In vivo selective imaging and delivery of hypoxia‐activated HAP18 Ab for liver cancer targeted therapy. (A) Schedule of Ab imaging and therapy in human liver cancer‐xenografted mice model. To check the targeted selectivity, half of the mice (n = 6/group) received Abs (HcHAb18 and HAP18). Immunoglobulin G (IgG) was used as a control injection only once followed by dynamic fluorescence imaging. To check the hypoxia targeting, the other half of the mice (n = 6/group) received a second Ab injection followed by pimonidazole and Hoechst33342 injection for tissue‐section imaging. (B) Representative in vivo fluorescence imaging of tumor‐bearing mice injected with Cy7‐labeled Abs through the tail vein. (C) Growth curve of liver cancer volume during Ab treatment at low and high doses; bars represent the standard deviation (SD); n = 6/group. (D) Weights of excised tumors from the Ab‐treated groups; the bars represent the SDs; n = 6/group. (E and F) Representative ex vivo fluorescence signals from the main organs and liver cancer tissues of mice injected with Cy7‐labeled Abs through the tail vein. Heart (H), liver (Li), spleen (Sp), lung (Lu), kidney (K), stomach (St), and liver cancer tissues. n = 6/group. (G) Abs‐induced apoptotic signals from distinct tissues were quantified and analyzed; the bars represent the SDs; n = 6/group. (H) Schedule of HAP18 Ab‐based targeted therapy in liver cancer‐xenografted mice. (I and J) Survival rate after continuous Ab treatment (I: 5 mg/kg per mouse. J: 25 mg/kg per mouse) is illustrated by Kaplan–Meier curves. n = 8/group. All the data are presented as mean ± SD. p‐Values (^* p ≤ 0.05, ^** p ≤ 0.01) were calculated with Student's t test.

FIGURE 7

Ex vivo evaluation of the systemic toxicity of hypoxia‐activated HAP18 Ab. (A) Body weight curve of xenografted mice treated with different Abs (measured beginning on the 10th day postadministration with HepG2 cells); n = 8/group. (B–D) Liver, kidney, and stomach weights of mice treated with immunoglobulin G (IgG), HcHAb18, or HAP18 Abs. n = 8/group.
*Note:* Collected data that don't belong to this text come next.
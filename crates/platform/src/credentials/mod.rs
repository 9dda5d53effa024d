//! Credential persistence and revalidation.
//!
//! - [`CredentialBundle`]: cookies + origin IP + issue time
//! - [`CredentialStorage`]: durable backing for the serialized bundle
//! - [`CredentialStore`]: the single owner of the login state; loads, checks
//!   expiry and IP changes, validates against the platform, saves and clears

mod bundle;
mod ip;
mod storage;
mod store;

pub use bundle::{CredentialBundle, MAX_CREDENTIAL_AGE};
pub use ip::IpDiscovery;
pub use storage::{CredentialStorage, FileStorage, MemoryStorage};
pub use store::{CredentialStore, LoadOutcome, LoadRejection, RestoreOutcome};
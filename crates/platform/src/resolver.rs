//! Playable URL resolution.

use std::sync::Arc;

use serde::Serialize;
use tracing::{debug, info};

use crate::catalog::{Delivery, play_url};
use crate::credentials::CredentialStore;
use crate::error::Result;
use crate::models::{DashStream, PlayUrlData};
use crate::session::HttpSession;

/// A direct, time-limited media URL.
#[derive(Debug, Clone, PartialEq, Eq, Serialize)]
pub struct StreamUrl {
    /// Tier id of the selected entry, which may differ from the requested one.
    pub quality: u32,
    pub url: String,
    pub backup_urls: Vec<String>,
    pub codecs: String,
    /// Advertised bandwidth / 8 for DASH, advertised size for legacy delivery.
    /// Only good for scaling a progress bar.
    pub estimated_size: u64,
}

impl StreamUrl {
    /// Primary URL followed by the backups.
    pub fn candidates(&self) -> impl Iterator<Item = &str> {
        std::iter::once(self.url.as_str()).chain(self.backup_urls.iter().map(String::as_str))
    }

    fn from_dash(stream: &DashStream) -> Self {
        Self {
            quality: stream.id,
            url: stream.base_url.clone(),
            backup_urls: stream.backup_url.clone().unwrap_or_default(),
            codecs: stream.codecs.clone(),
            estimated_size: stream.bandwidth / 8,
        }
    }
}

#[derive(Debug, Clone, PartialEq, Eq, Serialize)]
pub struct ResolvedStreams {
    pub delivery: Delivery,
    /// For legacy delivery this is the merged stream.
    pub video: Option<StreamUrl>,
    pub audio: Option<StreamUrl>,
}

impl ResolvedStreams {
    pub fn is_empty(&self) -> bool {
        self.video.is_none() && self.audio.is_none()
    }
}

/// The entry matching `wanted`, else the first one in platform order.
fn select(streams: &[DashStream], wanted: u32) -> Option<&DashStream> {
    streams
        .iter()
        .find(|s| s.id == wanted)
        .or_else(|| streams.first())
}

pub(crate) fn select_streams(
    data: &PlayUrlData,
    video_quality: u32,
    audio_quality: u32,
) -> ResolvedStreams {
    if let Some(dash) = &data.dash {
        let video = select(dash.video.as_deref().unwrap_or_default(), video_quality)
            .map(StreamUrl::from_dash);
        let audio = select(dash.audio.as_deref().unwrap_or_default(), audio_quality)
            .map(StreamUrl::from_dash);
        return ResolvedStreams {
            delivery: Delivery::Dash,
            video,
            audio,
        };
    }

    if let Some(durl) = data.durl.as_deref().and_then(<[_]>::first) {
        return ResolvedStreams {
            delivery: Delivery::Legacy,
            video: Some(StreamUrl {
                quality: data.quality,
                url: durl.url.clone(),
                backup_urls: durl.backup_url.clone().unwrap_or_default(),
                codecs: String::new(),
                estimated_size: durl.size,
            }),
            audio: None,
        };
    }

    ResolvedStreams {
        delivery: Delivery::Unavailable,
        video: None,
        audio: None,
    }
}

#[derive(Clone)]
pub struct StreamResolver {
    session: HttpSession,
    store: Arc<CredentialStore>,
}

impl StreamResolver {
    pub fn new(session: HttpSession, store: Arc<CredentialStore>) -> Self {
        Self { session, store }
    }

    /// Resolve URLs for the requested tiers. A tier the content does not offer
    /// falls back to the first entry the platform lists; an unmatched tier is
    /// never an error.
    pub async fn resolve_urls(
        &self,
        bvid: &str,
        cid: u64,
        video_quality: u32,
        audio_quality: u32,
    ) -> Result<ResolvedStreams> {
        let data = play_url(&self.session, &self.store, bvid, cid, video_quality).await?;
        let streams = select_streams(&data, video_quality, audio_quality);

        if let Some(video) = streams.video.as_ref().filter(|v| v.quality != video_quality) {
            info!(
                requested = video_quality,
                selected = video.quality,
                "Requested video tier unavailable, using fallback"
            );
        }
        debug!(
            bvid,
            cid,
            delivery = ?streams.delivery,
            video = ?streams.video.as_ref().map(|s| s.quality),
            audio = ?streams.audio.as_ref().map(|s| s.quality),
            "Resolved stream URLs"
        );
        Ok(streams)
    }
}

#[cfg(test)]
mod tests {
    use axum::Router;
    use axum::routing::get;
    use serde_json::json;

    use super::*;
    use crate::credentials::MemoryStorage;
    use crate::error::PlatformError;
    use crate::test_utils::{spawn_server, test_session};

    fn dash_payload() -> PlayUrlData {
        serde_json::from_value(json!({
            "quality": 64,
            "dash": {
                "video": [
                    {
                        "id": 64, "baseUrl": "https://v/64", "backupUrl": ["https://bak/64"],
                        "bandwidth": 800000, "codecs": "avc1"
                    },
                    {"id": 32, "baseUrl": "https://v/32", "bandwidth": 400000}
                ],
                "audio": [
                    {"id": 30232, "baseUrl": "https://a/30232", "bandwidth": 320000},
                    {"id": 30216, "baseUrl": "https://a/30216", "bandwidth": 128000}
                ]
            }
        }))
        .unwrap()
    }

    #[test]
    fn test_exact_tier_is_selected() {
        let streams = select_streams(&dash_payload(), 32, 30216);
        assert_eq!(streams.delivery, Delivery::Dash);
        assert_eq!(streams.video.unwrap().url, "https://v/32");
        let audio = streams.audio.unwrap();
        assert_eq!(audio.url, "https://a/30216");
        assert_eq!(audio.estimated_size, 16000);
    }

    #[test]
    fn test_missing_tier_falls_back_to_first_entry() {
        // 8K requested, 720P offered: still the first entry.
        let streams = select_streams(&dash_payload(), 127, 30280);
        let video = streams.video.unwrap();
        assert_eq!(video.quality, 64);
        assert_eq!(video.estimated_size, 100000);
        assert_eq!(
            video.candidates().collect::<Vec<_>>(),
            vec!["https://v/64", "https://bak/64"]
        );
        assert_eq!(streams.audio.unwrap().quality, 30232);
    }

    #[test]
    fn test_legacy_and_empty_shapes() {
        let legacy: PlayUrlData = serde_json::from_value(json!({
            "quality": 80,
            "durl": [{"url": "https://d/1.flv", "size": 2048, "backup_url": ["https://bak/1.flv"]}]
        }))
        .unwrap();
        let streams = select_streams(&legacy, 116, 30216);
        assert_eq!(streams.delivery, Delivery::Legacy);
        assert!(streams.audio.is_none());
        let video = streams.video.unwrap();
        assert_eq!((video.quality, video.estimated_size), (80, 2048));
        assert_eq!(video.backup_urls, vec!["https://bak/1.flv".to_string()]);

        let streams = select_streams(&serde_json::from_value(json!({})).unwrap(), 80, 30216);
        assert_eq!(streams.delivery, Delivery::Unavailable);
        assert!(streams.is_empty());
    }

    #[tokio::test]
    async fn test_resolve_urls_against_server() {
        let router = Router::new()
            .route(
                "/x/player/playurl",
                get(|| async {
                    axum::Json(json!({
                        "code": 0,
                        "data": {"dash": {"video": [{"id": 16, "baseUrl": "https://v/16"}]}}
                    }))
                }),
            )
            .route(
                "/bad/x/player/playurl",
                get(|| async { axum::Json(json!({"code": 0, "data": {"dash": "nope"}})) }),
            );
        let base = spawn_server(router).await;

        let session = test_session(&base);
        let store = Arc::new(CredentialStore::new(Arc::new(MemoryStorage::new()), session.clone()));
        let resolver = StreamResolver::new(session, store.clone());
        let streams = resolver.resolve_urls("BV17x411w7KC", 1, 80, 30216).await.unwrap();
        assert_eq!(streams.video.unwrap().quality, 16);
        assert!(streams.audio.is_none());

        let bad = StreamResolver::new(test_session(&format!("{base}/bad")), store);
        assert!(matches!(
            bad.resolve_urls("BV17x411w7KC", 1, 80, 30216).await,
            Err(PlatformError::Protocol(_))
        ));
    }
}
All the data are presented as mean ± standard deviation (SD). p‐Values (^* p ≤ 0.05, ^** p ≤ 0.01) were calculated with Student's t test. (E) Representative colocalization signals of Cy7‐labeled Abs (red) with FITC‐pimonidazole (green), Hoechst 33342 (blue), or CD31 (green) in tissue sections of major organs from Ab‐treated mice. (F) Representative hematoxylin and eosin (H&E) staining of main organs and liver cancer tissues from Ab‐treated mice. Scale bar: 20 µm.